Sie weiß aber auch, was das "Blasorchester Klangfusion" ausmacht: Zuverlässigkeit, Ehrgeiz, Aufmerksamkeit und Rücksicht. Ein Ausnahmefall ist Igor Lamprecht (55). Nicht; weil er das Alt-Saxophon spielt — das tun andere auch. Der Musiker kommt extra aus Leutenbach nach Buckenhofen, weil ihn sein Freund und Saxophon-Kollege Willibald Kerzel angesprochen hat. Wie er haben viele hier eine längere musikalische Pause hinter sich. Wenn es bei den meisten "Klangfusionisten" auch keine vier Jahrzehnte sind.

Damals gehörte Lamprecht einer kirchlichen Jugend-Band in Holzwickede an. "Ich wollte nicht mehr alleine für mich, sondern mit anderen gemeinsam spielen. Denn so ein Orchester ist doch mehr als die Summe seiner Einzelstimmen." Außerdem zwängen so viele Musiker zum genauen Hin- und Aufeinanderhören.

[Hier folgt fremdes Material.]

//! Logging integration for the relq workspace.
//!
//! Provides a helper for configuring `tracing`-based logging. The engine
//! itself only emits events; subscriber choice belongs to the embedding
//! application, which can ignore this module entirely.

/// Sets up the global tracing subscriber.
///
/// `filter` uses the `RUST_LOG` syntax (e.g. `"relq_db=debug"`). When
/// `pretty` is true a human-readable format is used; otherwise a structured
/// JSON format suitable for log aggregation.
///
/// Installing a subscriber twice is a no-op, so tests can call this freely.
pub fn setup_logging(filter: &str, pretty: bool) {
    use tracing_subscriber::fmt;
    use tracing_subscriber::EnvFilter;

    let filter = EnvFilter::try_new(filter).unwrap_or_else(|_| EnvFilter::new("info"));

    if pretty {
        fmt::Subscriber::builder()
            .with_env_filter(filter)
            .with_target(true)
            .with_file(true)
            .with_line_number(true)
            .pretty()
            .try_init()
            .ok();
    } else {
        fmt::Subscriber::builder()
            .with_env_filter(filter)
            .with_target(true)
            .json()
            .try_init()
            .ok();
    }
}
/// Which columns a row-returning query selects.
#[derive(Debug, Clone, Default)]
pub enum Projection {
    /// All entity columns.
    #[default]
    All,
    /// Only the named fields (plus the primary key). Entries may traverse
    /// to-one relations (`"publisher.name"`), fetched through a LEFT JOIN.
    Only(Vec<String>),
    /// All entity columns except the named ones (the primary key is always
    /// kept).
    Except(Vec<String>),
}

/// The deduplication key for [`QuerySpec::distinct_by`].
#[derive(Debug, Clone)]
pub enum DistinctKey {
    /// One row per distinct value of a local field.
    Field(String),
    /// One row per distinct calendar year of a local date field.
    Year(String),
}

/// The grouping key for [`QuerySpec::aggregate_by`].
#[derive(Debug, Clone)]
pub enum GroupKey {
    /// Group by a local field.
    Field(String),
    /// Group by the calendar year of a local date field.
    Year(String),
}

/// An aggregate function.
#[derive(Debug, Clone)]
pub enum AggregateOp {
    /// Row count.
    Count,
    /// Sum of a field. Over zero rows this is SQL NULL, surfaced as
    /// [`Value::Null`].
    Sum(String),
}

/// The comparison applied to an annotation by
/// [`QuerySpec::filter_annotation`].
#[derive(Debug, Clone, Copy)]
pub enum AggregateCmp {
    /// Equal.
    Eq,
    /// Strictly greater than.
    Gt,
    /// Greater than or equal.
    Gte,
    /// Strictly less than.
    Lt,
    /// Less than or equal.
    Lte,
}

impl AggregateCmp {
    pub(crate) const fn sql(self) -> &'static str {
        match self {
            Self::Eq => "=",
            Self::Gt => ">",
            Self::Gte => ">=",
            Self::Lt => "<",
            Self::Lte => "<=",
        }
    }
}
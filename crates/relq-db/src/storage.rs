//! The storage collaborator trait.
//!
//! The engine generates parameterized SQL and hands it to a [`Storage`]
//! implementation; it never talks to a driver directly. Implementations
//! declare which [`Dialect`] they speak so the compiler can pick placeholder
//! style and dialect-specific expressions up front.

use async_trait::async_trait;
use relq_core::QueryResult;

use crate::plan::compiler::Dialect;
use crate::row::Row;
use crate::value::Value;

/// An async database connection the engine can run statements against.
#[async_trait]
pub trait Storage: Send + Sync {
    /// The SQL dialect this storage speaks.
    fn dialect(&self) -> Dialect;

    /// Runs a statement that returns no rows, yielding the affected count.
    ///
    /// # Errors
    ///
    /// Returns a `Storage` error when the statement fails.
    async fn execute(&self, sql: &str, params: &[Value]) -> QueryResult<u64>;

    /// Runs a statement and returns its result rows.
    ///
    /// # Errors
    ///
    /// Returns a `Storage` error when the statement fails.
    async fn query(&self, sql: &str, params: &[Value]) -> QueryResult<Vec<Row>>;
}
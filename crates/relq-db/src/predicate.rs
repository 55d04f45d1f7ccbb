//! The composable filter algebra.
//!
//! A [`Predicate`] is an immutable tree of comparison leaves combined with
//! `&` (AND), `|` (OR), and `!` (NOT). Leaves are validated against the
//! [`Schema`] at construction: unknown paths, malformed ranges, and
//! type-incompatible comparisons are rejected before any SQL exists.
//!
//! Negation is kept symbolic. `!!p` simplifies back to `p`, and the compiler
//! renders `NOT (...)` around the inner condition, so a doubly negated
//! predicate selects exactly the rows the original does.

use std::ops::{BitAnd, BitOr, Not};

use relq_core::{QueryError, QueryResult};

use crate::schema::{FieldKind, FieldPath, Schema};
use crate::value::Value;

/// A single comparison against a resolved field path.
#[derive(Debug, Clone)]
pub struct Leaf {
    /// The resolved field path the comparison applies to.
    pub path: FieldPath,
    /// The comparison operator and its operand(s).
    pub op: CompareOp,
}

/// A comparison operator with its operand(s).
#[derive(Debug, Clone)]
pub enum CompareOp {
    /// Equal. `Value::Null` compiles to `IS NULL`.
    Eq(Value),
    /// Not equal. `Value::Null` compiles to `IS NOT NULL`.
    Neq(Value),
    /// Strictly greater than.
    Gt(Value),
    /// Greater than or equal.
    Gte(Value),
    /// Strictly less than.
    Lt(Value),
    /// Less than or equal.
    Lte(Value),
    /// Case-insensitive substring match on a text field.
    ContainsCi(String),
    /// Inclusive range, `lo <= field <= hi`.
    Range(Value, Value),
    /// Membership in a value list. An empty list matches no rows.
    In(Vec<Value>),
}

/// A composable filter condition.
///
/// # Examples
///
/// ```
/// use relq_db::{Predicate, Schema};
/// # fn demo(schema: &Schema) -> relq_core::QueryResult<()> {
/// let long_ago = chrono::NaiveDate::from_ymd_opt(1900, 1, 1).unwrap();
/// let p = Predicate::lt(schema, "author", "birth_day", long_ago)?
///     & !Predicate::contains_ci(schema, "author", "name", "anonymous")?;
/// # let _ = p; Ok(())
/// # }
/// ```
#[derive(Debug, Clone)]
pub enum Predicate {
    /// A single comparison.
    Leaf(Leaf),
    /// All children must hold. An empty conjunction matches every row.
    And(Vec<Predicate>),
    /// At least one child must hold. An empty disjunction matches no rows.
    Or(Vec<Predicate>),
    /// The child must not hold.
    Negate(Box<Predicate>),
}

impl Predicate {
    fn leaf(path: FieldPath, op: CompareOp) -> Self {
        Self::Leaf(Leaf { path, op })
    }

    /// Builds an equality comparison.
    ///
    /// # Errors
    ///
    /// Fails when the path does not resolve or the value's type does not
    /// match the field.
    pub fn eq(
        schema: &Schema,
        entity: &str,
        path: &str,
        value: impl Into<Value>,
    ) -> QueryResult<Self> {
        let (path, value) = resolve_typed(schema, entity, path, value.into())?;
        Ok(Self::leaf(path, CompareOp::Eq(value)))
    }

    /// Builds an inequality comparison.
    ///
    /// # Errors
    ///
    /// Fails when the path does not resolve or the value's type does not
    /// match the field.
    pub fn neq(
        schema: &Schema,
        entity: &str,
        path: &str,
        value: impl Into<Value>,
    ) -> QueryResult<Self> {
        let (path, value) = resolve_typed(schema, entity, path, value.into())?;
        Ok(Self::leaf(path, CompareOp::Neq(value)))
    }

    /// Builds a strictly-greater-than comparison.
    ///
    /// # Errors
    ///
    /// Fails when the path does not resolve or the value's type does not
    /// match the field.
    pub fn gt(
        schema: &Schema,
        entity: &str,
        path: &str,
        value: impl Into<Value>,
    ) -> QueryResult<Self> {
        let (path, value) = resolve_ordered(schema, entity, path, value.into())?;
        Ok(Self::leaf(path, CompareOp::Gt(value)))
    }

    /// Builds a greater-than-or-equal comparison.
    ///
    /// # Errors
    ///
    /// Fails when the path does not resolve or the value's type does not
    /// match the field.
    pub fn gte(
        schema: &Schema,
        entity: &str,
        path: &str,
        value: impl Into<Value>,
    ) -> QueryResult<Self> {
        let (path, value) = resolve_ordered(schema, entity, path, value.into())?;
        Ok(Self::leaf(path, CompareOp::Gte(value)))
    }

    /// Builds a strictly-less-than comparison.
    ///
    /// # Errors
    ///
    /// Fails when the path does not resolve or the value's type does not
    /// match the field.
    pub fn lt(
        schema: &Schema,
        entity: &str,
        path: &str,
        value: impl Into<Value>,
    ) -> QueryResult<Self> {
        let (path, value) = resolve_ordered(schema, entity, path, value.into())?;
        Ok(Self::leaf(path, CompareOp::Lt(value)))
    }

    /// Builds a less-than-or-equal comparison.
    ///
    /// # Errors
    ///
    /// Fails when the path does not resolve or the value's type does not
    /// match the field.
    pub fn lte(
        schema: &Schema,
        entity: &str,
        path: &str,
        value: impl Into<Value>,
    ) -> QueryResult<Self> {
        let (path, value) = resolve_ordered(schema, entity, path, value.into())?;
        Ok(Self::leaf(path, CompareOp::Lte(value)))
    }

    /// Builds a case-insensitive substring match.
    ///
    /// # Errors
    ///
    /// Fails when the path does not resolve or does not end on a text field.
    pub fn contains_ci(
        schema: &Schema,
        entity: &str,
        path: &str,
        needle: impl Into<String>,
    ) -> QueryResult<Self> {
        let resolved = schema.resolve_path(entity, path)?;
        if resolved.kind != FieldKind::Text {
            return Err(QueryError::invalid_predicate(
                entity,
                path,
                "contains requires a text field",
            ));
        }
        Ok(Self::leaf(resolved, CompareOp::ContainsCi(needle.into())))
    }

    /// Builds an inclusive range comparison, `lo <= field <= hi`.
    ///
    /// # Errors
    ///
    /// Fails when the path does not resolve, the bounds are of incomparable
    /// types, or `lo > hi`.
    pub fn range(
        schema: &Schema,
        entity: &str,
        path: &str,
        lo: impl Into<Value>,
        hi: impl Into<Value>,
    ) -> QueryResult<Self> {
        let (resolved, lo) = resolve_ordered(schema, entity, path, lo.into())?;
        let hi = hi.into();
        check_kind(&resolved, &hi).map_err(|reason| {
            QueryError::invalid_predicate(entity, path, reason)
        })?;
        match lo.compare(&hi) {
            Some(ord) if ord != std::cmp::Ordering::Greater => {
                Ok(Self::leaf(resolved, CompareOp::Range(lo, hi)))
            }
            Some(_) => Err(QueryError::invalid_predicate(
                entity,
                path,
                format!("range lower bound {lo} exceeds upper bound {hi}"),
            )),
            None => Err(QueryError::invalid_predicate(
                entity,
                path,
                "range bounds are of incomparable types",
            )),
        }
    }

    /// Builds a membership comparison. An empty list matches no rows.
    ///
    /// # Errors
    ///
    /// Fails when the path does not resolve or any value's type does not
    /// match the field.
    pub fn is_in<V: Into<Value>>(
        schema: &Schema,
        entity: &str,
        path: &str,
        values: impl IntoIterator<Item = V>,
    ) -> QueryResult<Self> {
        let resolved = schema.resolve_path(entity, path)?;
        let values: Vec<Value> = values.into_iter().map(Into::into).collect();
        for v in &values {
            check_kind(&resolved, v)
                .map_err(|reason| QueryError::invalid_predicate(entity, path, reason))?;
        }
        Ok(Self::leaf(resolved, CompareOp::In(values)))
    }
}

/// Resolves a path and checks the operand's type against the field kind.
fn resolve_typed(
    schema: &Schema,
    entity: &str,
    path: &str,
    value: Value,
) -> QueryResult<(FieldPath, Value)> {
    let resolved = schema.resolve_path(entity, path)?;
    check_kind(&resolved, &value)
        .map_err(|reason| QueryError::invalid_predicate(entity, path, reason))?;
    Ok((resolved, value))
}

/// As [`resolve_typed`], additionally rejecting `Null` operands, which have
/// no defined ordering.
fn resolve_ordered(
    schema: &Schema,
    entity: &str,
    path: &str,
    value: Value,
) -> QueryResult<(FieldPath, Value)> {
    if value.is_null() {
        return Err(QueryError::invalid_predicate(
            entity,
            path,
            "NULL has no ordering; use eq/neq for NULL checks",
        ));
    }
    resolve_typed(schema, entity, path, value)
}

fn check_kind(path: &FieldPath, value: &Value) -> Result<(), String> {
    let ok = match value {
        Value::Null => true,
        Value::Bool(_) => path.kind == FieldKind::Boolean,
        Value::Int(_) => matches!(path.kind, FieldKind::Integer | FieldKind::Float),
        Value::Float(_) => path.kind == FieldKind::Float,
        Value::String(_) => path.kind == FieldKind::Text,
        Value::Bytes(_) => false,
        Value::Date(_) => path.kind == FieldKind::Date,
        Value::DateTime(_) => path.kind == FieldKind::DateTime,
        Value::Uuid(_) => path.kind == FieldKind::Uuid,
    };
    if ok {
        Ok(())
    } else {
        Err(format!(
            "value {value:?} is incompatible with {:?} field '{}'",
            path.kind, path.raw
        ))
    }
}

impl BitAnd for Predicate {
    type Output = Self;

    /// Combines two predicates with AND, flattening nested conjunctions.
    fn bitand(self, rhs: Self) -> Self {
        match (self, rhs) {
            (Self::And(mut left), Self::And(right)) => {
                left.extend(right);
                Self::And(left)
            }
            (Self::And(mut left), other) => {
                left.push(other);
                Self::And(left)
            }
            (other, Self::And(mut right)) => {
                right.insert(0, other);
                Self::And(right)
            }
            (left, right) => Self::And(vec![left, right]),
        }
    }
}

impl BitOr for Predicate {
    type Output = Self;

    /// Combines two predicates with OR, flattening nested disjunctions.
    fn bitor(self, rhs: Self) -> Self {
        match (self, rhs) {
            (Self::Or(mut left), Self::Or(right)) => {
                left.extend(right);
                Self::Or(left)
            }
            (Self::Or(mut left), other) => {
                left.push(other);
                Self::Or(left)
            }
            (other, Self::Or(mut right)) => {
                right.insert(0, other);
                Self::Or(right)
            }
            (left, right) => Self::Or(vec![left, right]),
        }
    }
}

impl Not for Predicate {
    type Output = Self;

    /// Negates the predicate. A double negation returns the original tree.
    fn not(self) -> Self {
        match self {
            Self::Negate(inner) => *inner,
            other => Self::Negate(Box::new(other)),
        }
    }
}
//! # relq-db
//!
//! The relq query engine. Provides the [`Schema`](schema::Schema) metadata
//! object, the [`Predicate`](predicate::Predicate) algebra for composable
//! filters, the [`QuerySpec`](plan::QuerySpec) planner, and the
//! [`Gateway`](gateway::Gateway) for atomic writes.
//!
//! ## Architecture
//!
//! The engine is designed around lazy evaluation. A [`QuerySpec`](plan::QuerySpec)
//! accumulates a filter predicate, ordering, projection, and aggregation
//! directives through method chaining without touching the database. SQL is
//! only generated when a terminal method (`.count()`, `.fetch_all()`,
//! `.fetch_one()`, etc.) is called, at which point the
//! [`SqlCompiler`](plan::compiler::SqlCompiler) translates the spec into one
//! parameterized statement for the target dialect and the
//! [`Storage`](storage::Storage) collaborator runs it.
//!
//! Schema metadata is an explicitly constructed, immutable value passed in
//! at planner construction time; there is no process-wide registry. Field
//! paths (`"books.authors.birth_day"`) are resolved against it exactly once,
//! when the predicate is built, and fail fast on unknown segments.
//!
//! ## Module Overview
//!
//! - [`value`] - The backend-agnostic [`Value`](value::Value) enum
//! - [`row`] - The [`Row`](row::Row) exchange type and typed extraction
//! - [`schema`] - Entity/field/relationship metadata and path resolution
//! - [`record`] - The [`Record`](record::Record) trait for entity mapping
//! - [`predicate`] - The composable filter algebra
//! - [`plan`] - Query building, compilation, and terminal operations
//! - [`gateway`] - Atomic `get_or_create` and `bulk_create`
//! - [`raw`] - Raw SQL passthrough with entity mapping
//! - [`storage`] - The storage collaborator trait

// These clippy lints are intentionally allowed for the engine crate:
// - too_many_lines: the SQL compiler methods are inherently large due to many match arms
// - result_large_err: QueryError is the workspace error type and is used consistently
// - format_push_string: format! with push_str is clearer than write! for SQL generation
// - doc_markdown: backtick requirements for documentation items are too strict
// - needless_pass_by_value: builder signatures take owned directives on purpose
// - return_self_not_must_use: builder pattern methods are self-documenting
#![allow(clippy::too_many_lines)]
#![allow(clippy::result_large_err)]
#![allow(clippy::format_push_string)]
#![allow(clippy::doc_markdown)]
#![allow(clippy::needless_pass_by_value)]
#![allow(clippy::return_self_not_must_use)]
#![allow(clippy::missing_const_for_fn)]
#![allow(clippy::option_if_let_else)]
#![allow(clippy::match_same_arms)]

pub mod gateway;
pub mod plan;
pub mod predicate;
pub mod raw;
pub mod record;
pub mod row;
pub mod schema;
pub mod storage;
pub mod value;

// Re-export the most commonly used types at the crate root.
pub use gateway::Gateway;
pub use plan::compiler::{Dialect, SqlCompiler};
pub use plan::{
    AggregateCmp, AggregateOp, DistinctKey, GroupKey, LazyRows, OrderBy, Planner, Projection,
    QuerySpec, Which,
};
pub use predicate::{CompareOp, Predicate};
pub use raw::RawQuery;
pub use record::Record;
pub use row::{FromValue, Row};
pub use schema::{EntityDef, FieldDef, FieldKind, FieldPath, RelationDef, RelationKind, Schema};
pub use storage::Storage;
pub use value::Value;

Als "I’m a believer" zu hören ist, da müssen einige Akkorde dran glauben. Mit großer Geduld hört die Dirigentin darüber hinweg. Man ist hier ja nicht bei der "Bläserphilharmonie Forchheim". Dem von Mathias Wehr geleiteten sinfonischen Orchester haben einige hier den Rücken gekehrt. "Der zeitliche Aufwand und der Leistungsdruck waren einfach zu groß", so Tubist Daniel Kolb (33). Neben Beruf und Familie sei das für ihn nicht mehr zu leisten gewesen. Das Lockere und Gesellige genießt auch Trompeterin Stefanie Erlwein (32), wie fast alle hier ein Eigengewächs des Musikvereins, das an das Mundstück zurückgekehrt ist.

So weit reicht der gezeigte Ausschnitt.